Collected data entries
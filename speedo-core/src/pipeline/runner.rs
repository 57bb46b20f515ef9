use std::sync::Arc;

use async_trait::async_trait;
use tracing::{debug, error, info};

use crate::{
    control::{JobHandle, JobRegistry, JobRunner, LaunchError},
    store::{Namespace, Store},
    window::{EngineSettings, ShardedEngine},
};

use super::{run_ingest, run_speedo, SourceFactory};

/// Job moving raw track points into the position namespace
pub const INGEST_JOB: &str = "ingest";
/// Other accepted name of [INGEST_JOB]
pub const INGEST_ALIAS: &str = "kafka";
/// Job computing speeds from positions
pub const SPEEDO_JOB: &str = "speedo";

/// Launches the `ingest` and `speedo` jobs as tasks on the current runtime
pub struct PipelineRunner<S: ?Sized> {
    store: Arc<S>,
    sources: Arc<dyn SourceFactory>,
    engine: EngineSettings,
}

impl<S> PipelineRunner<S>
where
    S: Store + ?Sized,
{
    pub fn new(store: Arc<S>, sources: Arc<dyn SourceFactory>, engine: EngineSettings) -> Self {
        Self {
            store,
            sources,
            engine,
        }
    }

    /// Registry of all jobs this runner can launch
    pub fn registry() -> JobRegistry {
        JobRegistry::new([INGEST_JOB, SPEEDO_JOB]).with_alias(INGEST_ALIAS, INGEST_JOB)
    }

    async fn launch_ingest(
        &self,
        handle: &JobHandle,
        args: Option<&str>,
    ) -> Result<(), LaunchError> {
        let source = self.sources.build(args).await?;
        let store = self.store.clone();
        let id = handle.id();
        tokio::spawn(async move {
            match run_ingest(source, store.as_ref()).await {
                Ok(stats) => info!(
                    %id,
                    accepted = stats.accepted,
                    malformed = stats.malformed,
                    "Ingest source exhausted"
                ),
                Err(e) => error!(%id, "Ingest failed: {e}"),
            }
        });
        Ok(())
    }

    async fn launch_speedo(
        &self,
        handle: &JobHandle,
        args: Option<&str>,
    ) -> Result<(), LaunchError> {
        if let Some(args) = args {
            debug!(args, "Speedo job takes no arguments, ignoring them");
        }
        // subscribe before returning so no position written after START is missed
        let positions = self.store.subscribe(Namespace::Position).await?;
        let (tx, rx) = flume::bounded(self.engine.channel_capacity());
        let engine = ShardedEngine::spawn(&self.engine, tx)?;
        let store = self.store.clone();
        let id = handle.id();
        tokio::spawn(async move {
            match run_speedo(positions, store, engine, rx).await {
                Ok(stats) => info!(
                    %id,
                    samples = stats.samples,
                    speeds = stats.speeds,
                    "Speedo job finished"
                ),
                Err(e) => error!(%id, "Speedo job failed: {e}"),
            }
        });
        Ok(())
    }
}

#[async_trait]
impl<S> JobRunner for PipelineRunner<S>
where
    S: Store + ?Sized,
{
    async fn launch(&self, target: &str, args: Option<&str>) -> Result<JobHandle, LaunchError> {
        let handle = JobHandle::new(target);
        match target {
            INGEST_JOB => self.launch_ingest(&handle, args).await?,
            SPEEDO_JOB => self.launch_speedo(&handle, args).await?,
            other => return Err(LaunchError::UnknownPipeline(other.to_owned())),
        }
        info!(job = target, id = %handle.id(), "Launched pipeline");
        Ok(handle)
    }
}
use tracing::{info, warn};

use crate::{
    store::{Namespace, Store, StoreError, StoreExt, Subscription},
    types::{PositionSample, SpeedObservation},
    window::ShardedEngine,
};

use super::PipelineError;

/// Counters of a finished speedo run
#[derive(Debug, Clone, Copy, Default, PartialEq, Eq)]
pub struct SpeedoStats {
    /// Position changes fed into the engine
    pub samples: u64,
    /// Moving observations written to the speed namespace
    pub speeds: u64,
}

/// Feed every position change into `engine` and write the moving
/// observations it emits on `observations` to the speed namespace.
///
/// Runs until the position subscription ends, then flushes the engine.
pub async fn run_speedo<S>(
    positions: Subscription,
    store: std::sync::Arc<S>,
    mut engine: ShardedEngine,
    observations: flume::Receiver<SpeedObservation>,
) -> Result<SpeedoStats, PipelineError>
where
    S: Store + ?Sized,
{
    let sink = tokio::spawn(write_speeds(observations, store));

    let mut samples = 0;
    while let Some(event) = positions.next().await {
        let sample: PositionSample = match event.decode() {
            Ok(x) => x,
            Err(e) => {
                warn!(key = %event.key, "Skipping undecodable position: {e}");
                continue;
            }
        };
        engine.ingest_async(sample).await?;
        samples += 1;
    }

    tokio::task::spawn_blocking(move || engine.finish()).await??;
    let speeds = sink.await??;
    Ok(SpeedoStats { samples, speeds })
}

/// Drop stationary observations and store the others
async fn write_speeds<S>(
    observations: flume::Receiver<SpeedObservation>,
    store: std::sync::Arc<S>,
) -> Result<u64, StoreError>
where
    S: Store + ?Sized,
{
    let mut written = 0;
    while let Ok(observation) = observations.recv_async().await {
        if !observation.is_moving() {
            continue;
        }
        info!(
            key = %observation.key,
            metres_per_second = observation.metres_per_second,
            at = observation.at_time,
            "Speed"
        );
        store
            .put_value(Namespace::Speed, &observation.key, &observation)
            .await?;
        written += 1;
    }
    Ok(written)
}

#### Work item
Copy all the records exactly so that no character differs from the source.

#### Task output
filename speedo-core/src/pipeline/runner.rs
repository 57bb46b20f515ef9
use std::sync::Arc;

use async_trait::async_trait;
use tracing::{debug, error, info};

use crate::{
    control::{JobHandle, JobRegistry, JobRunner, LaunchError},
    store::{Namespace, Store},
    window::{EngineSettings, ShardedEngine},
};

use super::{run_ingest, run_speedo, SourceFactory};

/// Job moving raw track points into the position namespace
pub const INGEST_JOB: &str = "ingest";
/// Other accepted name of [INGEST_JOB]
pub const INGEST_ALIAS: &str = "kafka";
/// Job computing speeds from positions
pub const SPEEDO_JOB: &str = "speedo";

/// Launches the `ingest` and `speedo` jobs as tasks on the current runtime
pub struct PipelineRunner<S: ?Sized> {
    store: Arc<S>,
    sources: Arc<dyn SourceFactory>,
    engine: EngineSettings,
}

impl<S> PipelineRunner<S>
where
    S: Store + ?Sized,
{
    pub fn new(store: Arc<S>, sources: Arc<dyn SourceFactory>, engine: EngineSettings) -> Self {
        Self {
            store,
            sources,
            engine,
        }
    }

    /// Registry of all jobs this runner can launch
    pub fn registry() -> JobRegistry {
        JobRegistry::new([INGEST_JOB, SPEEDO_JOB]).with_alias(INGEST_ALIAS, INGEST_JOB)
    }

    async fn launch_ingest(
        &self,
        handle: &JobHandle,
        args: Option<&str>,
    ) -> Result<(), LaunchError> {
        let source = self.sources.build(args).await?;
        let store = self.store.clone();
        let id = handle.id();
        tokio::spawn(async move {
            match run_ingest(source, store.as_ref()).await {
                Ok(stats) => info!(
                    %id,
                    accepted = stats.accepted,
                    malformed = stats.malformed,
                    "Ingest source exhausted"
                ),
                Err(e) => error!(%id, "Ingest failed: {e}"),
            }
        });
        Ok(())
    }

    async fn launch_speedo(
        &self,
        handle: &JobHandle,
        args: Option<&str>,
    ) -> Result<(), LaunchError> {
        if let Some(args) = args {
            debug!(args, "Speedo job takes no arguments, ignoring them");
        }
        // subscribe before returning so no position written after START is missed
        let positions = self.store.subscribe(Namespace::Position).await?;
        let (tx, rx) = flume::bounded(self.engine.channel_capacity());
        let engine = ShardedEngine::spawn(&self.engine, tx)?;
        let store = self.store.clone();
        let id = handle.id();
        tokio::spawn(async move {
            match run_speedo(positions, store, engine, rx).await {
                Ok(stats) => info!(
                    %id,
                    samples = stats.samples,
                    speeds = stats.speeds,
                    "Speedo job finished"
                ),
                Err(e) => error!(%id, "Speedo job failed: {e}"),
            }
        });
        Ok(())
    }
}

#[async_trait]
impl<S> JobRunner for PipelineRunner<S>
where
    S: Store + ?Sized,
{
    async fn launch(&self, target: &str, args: Option<&str>) -> Result<JobHandle, LaunchError> {
        let handle = JobHandle::new(target);
        match target {
            INGEST_JOB => self.launch_ingest(&handle, args).await?,
            SPEEDO_JOB => self.launch_speedo(&handle, args).await?,
            other => return Err(LaunchError::UnknownPipeline(other.to_owned())),
        }
        info!(job = target, id = %handle.id(), "Launched pipeline");
        Ok(handle)
    }
}
use tracing::{info, warn};

use crate::{
    store::{Namespace, Store, StoreError, StoreExt, Subscription},
    types::{PositionSample, SpeedObservation},
    window::ShardedEngine,
};

use super::PipelineError;

/// Counters of a finished speedo run
#[derive(Debug, Clone, Copy, Default, PartialEq, Eq)]
pub struct SpeedoStats {
    /// Position changes fed into the engine
    pub samples: u64,
    /// Moving observations written to the speed namespace
    pub speeds: u64,
}

/// Feed every position change into `engine` and write the moving
/// observations it emits on `observations` to the speed namespace.
///
/// Runs until the position subscription ends, then flushes the engine.
pub async fn run_speedo<S>(
    positions: Subscription,
    store: std::sync::Arc<S>,
    mut engine: ShardedEngine,
    observations: flume::Receiver<SpeedObservation>,
) -> Result<SpeedoStats, PipelineError>
where
    S: Store + ?Sized,
{
    let sink = tokio::spawn(write_speeds(observations, store));

    let mut samples = 0;
    while let Some(event) = positions.next().await {
        let sample: PositionSample = match event.decode() {
            Ok(x) => x,
            Err(e) => {
                warn!(key = %event.key, "Skipping undecodable position: {e}");
                continue;
            }
        };
        engine.ingest_async(sample).await?;
        samples += 1;
    }

    tokio::task::spawn_blocking(move || engine.finish()).await??;
    let speeds = sink.await??;
    Ok(SpeedoStats { samples, speeds })
}

/// Drop stationary observations and store the others
async fn write_speeds<S>(
    observations: flume::Receiver<SpeedObservation>,
    store: std::sync::Arc<S>,
) -> Result<u64, StoreError>
where
    S: Store + ?Sized,
{
    let mut written = 0;
    while let Ok(observation) = observations.recv_async().await {
        if !observation.is_moving() {
            continue;
        }
        info!(
            key = %observation.key,
            metres_per_second = observation.metres_per_second,
            at = observation.at_time,
            "Speed"
        );
        store
            .put_value(Namespace::Speed, &observation.key, &observation)
            .await?;
        written += 1;
    }
    Ok(written)
}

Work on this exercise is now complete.